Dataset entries
★ ★ ★ ★ ★

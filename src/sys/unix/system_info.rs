// Copyright 2024 The ChromiumOS Authors
// Use of this source code is governed by a BSD-style license that can be
// found in the LICENSE file.

use libc::sysconf;
use libc::_SC_PAGESIZE;

/// Safe wrapper for `sysconf(_SC_PAGESIZE)`.
#[inline(always)]
pub fn pagesize() -> usize {
    // SAFETY:
    // Trivially safe
    unsafe { sysconf(_SC_PAGESIZE) as usize }
}

/// Returns the minimum offset alignment accepted by `mmap`, which on unix is the page size.
#[inline(always)]
pub fn allocation_granularity() -> usize {
    pagesize()
}
// Copyright 2024 The ChromiumOS Authors
// Use of this source code is governed by a BSD-style license that can be
// found in the LICENSE file.

use std::ops::Drop;
use std::os::unix::io::RawFd;

use crate::descriptor::AsRawDescriptor;
use crate::descriptor::SafeDescriptor;
use crate::errno_result;
use crate::Result;

pub type RawDescriptor = RawFd;

impl Drop for SafeDescriptor {
    fn drop(&mut self) {
        // SAFETY:
        // Safe because we own the descriptor and never use it after this.
        let _ = unsafe { libc::close(self.descriptor) };
    }
}

impl SafeDescriptor {
    /// Clones this descriptor, internally creating a new descriptor. The new SafeDescriptor will
    /// share the same underlying count within the kernel.
    pub fn try_clone(&self) -> Result<SafeDescriptor> {
        // SAFETY:
        // Safe because this doesn't modify any memory and we check the return value.
        let descriptor = unsafe { libc::fcntl(self.descriptor, libc::F_DUPFD_CLOEXEC, 0) };
        if descriptor < 0 {
            errno_result()
        } else {
            Ok(SafeDescriptor { descriptor })
        }
    }
}

/// Returns the `O_ACCMODE` bits (`O_RDONLY`, `O_WRONLY` or `O_RDWR`) the descriptor was opened
/// with.
pub fn access_mode(descriptor: &dyn AsRawDescriptor) -> Result<libc::c_int> {
    // SAFETY:
    // Safe because F_GETFL only reads the descriptor's status flags.
    let flags = unsafe { libc::fcntl(descriptor.as_raw_descriptor(), libc::F_GETFL) };
    if flags < 0 {
        return errno_result();
    }
    Ok(flags & libc::O_ACCMODE)
}

/// Returns the size in bytes of the object behind `descriptor` as reported by `fstat`.
pub fn object_size(descriptor: &dyn AsRawDescriptor) -> Result<u64> {
    let mut st = std::mem::MaybeUninit::<libc::stat>::zeroed();
    // SAFETY:
    // Safe because the kernel only writes a `stat` into memory we own and we check the result.
    let ret = unsafe { libc::fstat(descriptor.as_raw_descriptor(), st.as_mut_ptr()) };
    if ret < 0 {
        return errno_result();
    }
    // SAFETY:
    // fstat succeeded so the struct is initialized.
    let st = unsafe { st.assume_init() };
    Ok(st.st_size as u64)
}

#[cfg(test)]
mod tests {
    use super::*;
    use crate::descriptor::FromRawDescriptor;

    fn pipe() -> (SafeDescriptor, SafeDescriptor) {
        let mut fds = [0; 2];
        // SAFETY:
        // Safe because we pass a valid two element array and check the result.
        let ret = unsafe { libc::pipe(fds.as_mut_ptr()) };
        assert_eq!(ret, 0);
        // SAFETY:
        // The pipe call just returned these descriptors to us.
        unsafe {
            (
                SafeDescriptor::from_raw_descriptor(fds[0]),
                SafeDescriptor::from_raw_descriptor(fds[1]),
            )
        }
    }

    #[test]
    fn pipe_ends_report_access_mode() {
        let (read, write) = pipe();
        assert_eq!(access_mode(&read).unwrap(), libc::O_RDONLY);
        assert_eq!(access_mode(&write).unwrap(), libc::O_WRONLY);
    }

    #[test]
    fn clone_keeps_access_mode() {
        let (read, _write) = pipe();
        let clone = read.try_clone().unwrap();
        assert_ne!(clone.as_raw_descriptor(), read.as_raw_descriptor());
        assert_eq!(access_mode(&clone).unwrap(), libc::O_RDONLY);
    }
}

★ ★ ★ ★ ★

• TASK OBJECTIVE: Exact retyping of every entry is required.

• TASK OUTPUT:
filename src/sys/unix/system_info.rs
// Copyright 2024 The ChromiumOS Authors
// Use of this source code is governed by a BSD-style license that can be
// found in the LICENSE file.

use libc::sysconf;
use libc::_SC_PAGESIZE;

/// Safe wrapper for `sysconf(_SC_PAGESIZE)`.
#[inline(always)]
pub fn pagesize() -> usize {
    // SAFETY:
    // Trivially safe
    unsafe { sysconf(_SC_PAGESIZE) as usize }
}

/// Returns the minimum offset alignment accepted by `mmap`, which on unix is the page size.
#[inline(always)]
pub fn allocation_granularity() -> usize {
    pagesize()
}
// Copyright 2024 The ChromiumOS Authors
// Use of this source code is governed by a BSD-style license that can be
// found in the LICENSE file.

use std::ops::Drop;
use std::os::unix::io::RawFd;

use crate::descriptor::AsRawDescriptor;
use crate::descriptor::SafeDescriptor;
use crate::errno_result;
use crate::Result;

pub type RawDescriptor = RawFd;

impl Drop for SafeDescriptor {
    fn drop(&mut self) {
        // SAFETY:
        // Safe because we own the descriptor and never use it after this.
        let _ = unsafe { libc::close(self.descriptor) };
    }
}

impl SafeDescriptor {
    /// Clones this descriptor, internally creating a new descriptor. The new SafeDescriptor will
    /// share the same underlying count within the kernel.
    pub fn try_clone(&self) -> Result<SafeDescriptor> {
        // SAFETY:
        // Safe because this doesn't modify any memory and we check the return value.
        let descriptor = unsafe { libc::fcntl(self.descriptor, libc::F_DUPFD_CLOEXEC, 0) };
        if descriptor < 0 {
            errno_result()
        } else {
            Ok(SafeDescriptor { descriptor })
        }
    }
}

/// Returns the `O_ACCMODE` bits (`O_RDONLY`, `O_WRONLY` or `O_RDWR`) the descriptor was opened
/// with.
pub fn access_mode(descriptor: &dyn AsRawDescriptor) -> Result<libc::c_int> {
    // SAFETY:
    // Safe because F_GETFL only reads the descriptor's status flags.
    let flags = unsafe { libc::fcntl(descriptor.as_raw_descriptor(), libc::F_GETFL) };
    if flags < 0 {
        return errno_result();
    }
    Ok(flags & libc::O_ACCMODE)
}

/// Returns the size in bytes of the object behind `descriptor` as reported by `fstat`.
pub fn object_size(descriptor: &dyn AsRawDescriptor) -> Result<u64> {
    let mut st = std::mem::MaybeUninit::<libc::stat>::zeroed();
    // SAFETY:
    // Safe because the kernel only writes a `stat` into memory we own and we check the result.
    let ret = unsafe { libc::fstat(descriptor.as_raw_descriptor(), st.as_mut_ptr()) };
    if ret < 0 {
        return errno_result();
    }
    // SAFETY:
    // fstat succeeded so the struct is initialized.
    let st = unsafe { st.assume_init() };
    Ok(st.st_size as u64)
}

#[cfg(test)]
mod tests {
    use super::*;
    use crate::descriptor::FromRawDescriptor;

    fn pipe() -> (SafeDescriptor, SafeDescriptor) {
        let mut fds = [0; 2];
        // SAFETY:
        // Safe because we pass a valid two element array and check the result.
        let ret = unsafe { libc::pipe(fds.as_mut_ptr()) };
        assert_eq!(ret, 0);
        // SAFETY:
        // The pipe call just returned these descriptors to us.
        unsafe {
            (
                SafeDescriptor::from_raw_descriptor(fds[0]),
                SafeDescriptor::from_raw_descriptor(fds[1]),
            )
        }
    }

    #[test]
    fn pipe_ends_report_access_mode() {
        let (read, write) = pipe();
        assert_eq!(access_mode(&read).unwrap(), libc::O_RDONLY);
        assert_eq!(access_mode(&write).unwrap(), libc::O_WRONLY);
    }

    #[test]
    fn clone_keeps_access_mode() {
        let (read, _write) = pipe();
        let clone = read.try_clone().unwrap();
        assert_ne!(clone.as_raw_descriptor(), read.as_raw_descriptor());
        assert_eq!(access_mode(&clone).unwrap(), libc::O_RDONLY);
    }
}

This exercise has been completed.